### Activity:
The expected output is every entry that follows, reproduced exactly.

____

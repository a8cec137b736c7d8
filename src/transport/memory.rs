use std::{cell::RefCell, collections::HashMap, rc::Rc};

use tokio::sync::mpsc::{error::TryRecvError, UnboundedReceiver, UnboundedSender};

use crate::{
    err::*,
    protocol::{Frame, NodeId},
};

use super::Transport;

/// Largest payload the memory bus accepts by default, matching a UAVCAN v0 service transfer
pub const DEFAULT_MAX_PAYLOAD_LEN: usize = 256;

/// An in-process bus. Nodes attach to it by node ID with `connect` and exchange frames through
/// memory queues. Frames addressed to a node ID nobody is attached as are lost, just like on a
/// physical bus.
#[derive(Clone)]
pub struct MemoryBus {
    inner: Rc<RefCell<BusInner>>,
}

struct BusInner {
    max_payload_len: usize,
    nodes: HashMap<NodeId, UnboundedSender<Frame>>,
}

impl Default for MemoryBus {
    fn default() -> Self {
        Self::new()
    }
}

impl MemoryBus {
    pub fn new() -> Self {
        Self::with_max_payload_len(DEFAULT_MAX_PAYLOAD_LEN)
    }

    pub fn with_max_payload_len(max_payload_len: usize) -> Self {
        MemoryBus {
            inner: Rc::new(RefCell::new(BusInner {
                max_payload_len,
                nodes: HashMap::new(),
            })),
        }
    }

    /// Attach a node to the bus. Errors if the ID is not unicast or is already attached.
    pub fn connect(&self, node_id: NodeId) -> ServiceResult<MemoryTransport> {
        if !node_id.is_unicast() {
            return Err(ServiceError::InvalidNodeId(node_id.get()));
        }

        let mut inner = self.inner.borrow_mut();
        if inner.nodes.contains_key(&node_id) {
            return Err(ServiceError::NodeIdInUse(node_id.get()));
        }

        let (sender, receiver) = tokio::sync::mpsc::unbounded_channel();
        inner.nodes.insert(node_id, sender);

        Ok(MemoryTransport {
            node_id,
            bus: self.clone(),
            receiver,
        })
    }

    pub fn is_attached(&self, node_id: NodeId) -> bool {
        self.inner.borrow().nodes.contains_key(&node_id)
    }
}

/// One node's end of a `MemoryBus`. Dropping it detaches the node.
pub struct MemoryTransport {
    node_id: NodeId,
    bus: MemoryBus,
    receiver: UnboundedReceiver<Frame>,
}

impl Transport for MemoryTransport {
    fn send(&mut self, frame: Frame) -> ServiceResult<()> {
        let inner = self.bus.inner.borrow();

        if frame.payload.len() > inner.max_payload_len {
            return Err(ServiceError::TransportRejected(format!(
                "payload of {} exceeds the bus limit of {} bytes",
                frame.payload,
                inner.max_payload_len
            )));
        }

        if !frame.destination.is_unicast() {
            return Err(ServiceError::TransportRejected(format!(
                "service transfers need a unicast destination, got {}",
                frame.destination
            )));
        }

        match inner.nodes.get(&frame.destination) {
            Some(sender) => sender.send(frame)?,
            None => {
                trace!("[{}] nobody on the bus as node {}, frame lost", self.node_id, frame.destination);
            }
        }

        Ok(())
    }

    fn receive(&mut self) -> ServiceResult<Option<Frame>> {
        match self.receiver.try_recv() {
            Ok(frame) => Ok(Some(frame)),
            Err(TryRecvError::Empty) => Ok(None),
            Err(TryRecvError::Disconnected) => Err(ServiceError::ChannelClosed),
        }
    }
}

impl Drop for MemoryTransport {
    fn drop(&mut self) {
        self.bus.inner.borrow_mut().nodes.remove(&self.node_id);
    }
}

____

### Result for this exercise:
repository a8cec137b736c7d8
filename src/transport/memory.rs
use std::{cell::RefCell, collections::HashMap, rc::Rc};

use tokio::sync::mpsc::{error::TryRecvError, UnboundedReceiver, UnboundedSender};

use crate::{
    err::*,
    protocol::{Frame, NodeId},
};

use super::Transport;

/// Largest payload the memory bus accepts by default, matching a UAVCAN v0 service transfer
pub const DEFAULT_MAX_PAYLOAD_LEN: usize = 256;

/// An in-process bus. Nodes attach to it by node ID with `connect` and exchange frames through
/// memory queues. Frames addressed to a node ID nobody is attached as are lost, just like on a
/// physical bus.
#[derive(Clone)]
pub struct MemoryBus {
    inner: Rc<RefCell<BusInner>>,
}

struct BusInner {
    max_payload_len: usize,
    nodes: HashMap<NodeId, UnboundedSender<Frame>>,
}

impl Default for MemoryBus {
    fn default() -> Self {
        Self::new()
    }
}

impl MemoryBus {
    pub fn new() -> Self {
        Self::with_max_payload_len(DEFAULT_MAX_PAYLOAD_LEN)
    }

    pub fn with_max_payload_len(max_payload_len: usize) -> Self {
        MemoryBus {
            inner: Rc::new(RefCell::new(BusInner {
                max_payload_len,
                nodes: HashMap::new(),
            })),
        }
    }

    /// Attach a node to the bus. Errors if the ID is not unicast or is already attached.
    pub fn connect(&self, node_id: NodeId) -> ServiceResult<MemoryTransport> {
        if !node_id.is_unicast() {
            return Err(ServiceError::InvalidNodeId(node_id.get()));
        }

        let mut inner = self.inner.borrow_mut();
        if inner.nodes.contains_key(&node_id) {
            return Err(ServiceError::NodeIdInUse(node_id.get()));
        }

        let (sender, receiver) = tokio::sync::mpsc::unbounded_channel();
        inner.nodes.insert(node_id, sender);

        Ok(MemoryTransport {
            node_id,
            bus: self.clone(),
            receiver,
        })
    }

    pub fn is_attached(&self, node_id: NodeId) -> bool {
        self.inner.borrow().nodes.contains_key(&node_id)
    }
}

/// One node's end of a `MemoryBus`. Dropping it detaches the node.
pub struct MemoryTransport {
    node_id: NodeId,
    bus: MemoryBus,
    receiver: UnboundedReceiver<Frame>,
}

impl Transport for MemoryTransport {
    fn send(&mut self, frame: Frame) -> ServiceResult<()> {
        let inner = self.bus.inner.borrow();

        if frame.payload.len() > inner.max_payload_len {
            return Err(ServiceError::TransportRejected(format!(
                "payload of {} exceeds the bus limit of {} bytes",
                frame.payload,
                inner.max_payload_len
            )));
        }

        if !frame.destination.is_unicast() {
            return Err(ServiceError::TransportRejected(format!(
                "service transfers need a unicast destination, got {}",
                frame.destination
            )));
        }

        match inner.nodes.get(&frame.destination) {
            Some(sender) => sender.send(frame)?,
            None => {
                trace!("[{}] nobody on the bus as node {}, frame lost", self.node_id, frame.destination);
            }
        }

        Ok(())
    }

    fn receive(&mut self) -> ServiceResult<Option<Frame>> {
        match self.receiver.try_recv() {
            Ok(frame) => Ok(Some(frame)),
            Err(TryRecvError::Empty) => Ok(None),
            Err(TryRecvError::Disconnected) => Err(ServiceError::ChannelClosed),
        }
    }
}

impl Drop for MemoryTransport {
    fn drop(&mut self) {
        self.bus.inner.borrow_mut().nodes.remove(&self.node_id);
    }
}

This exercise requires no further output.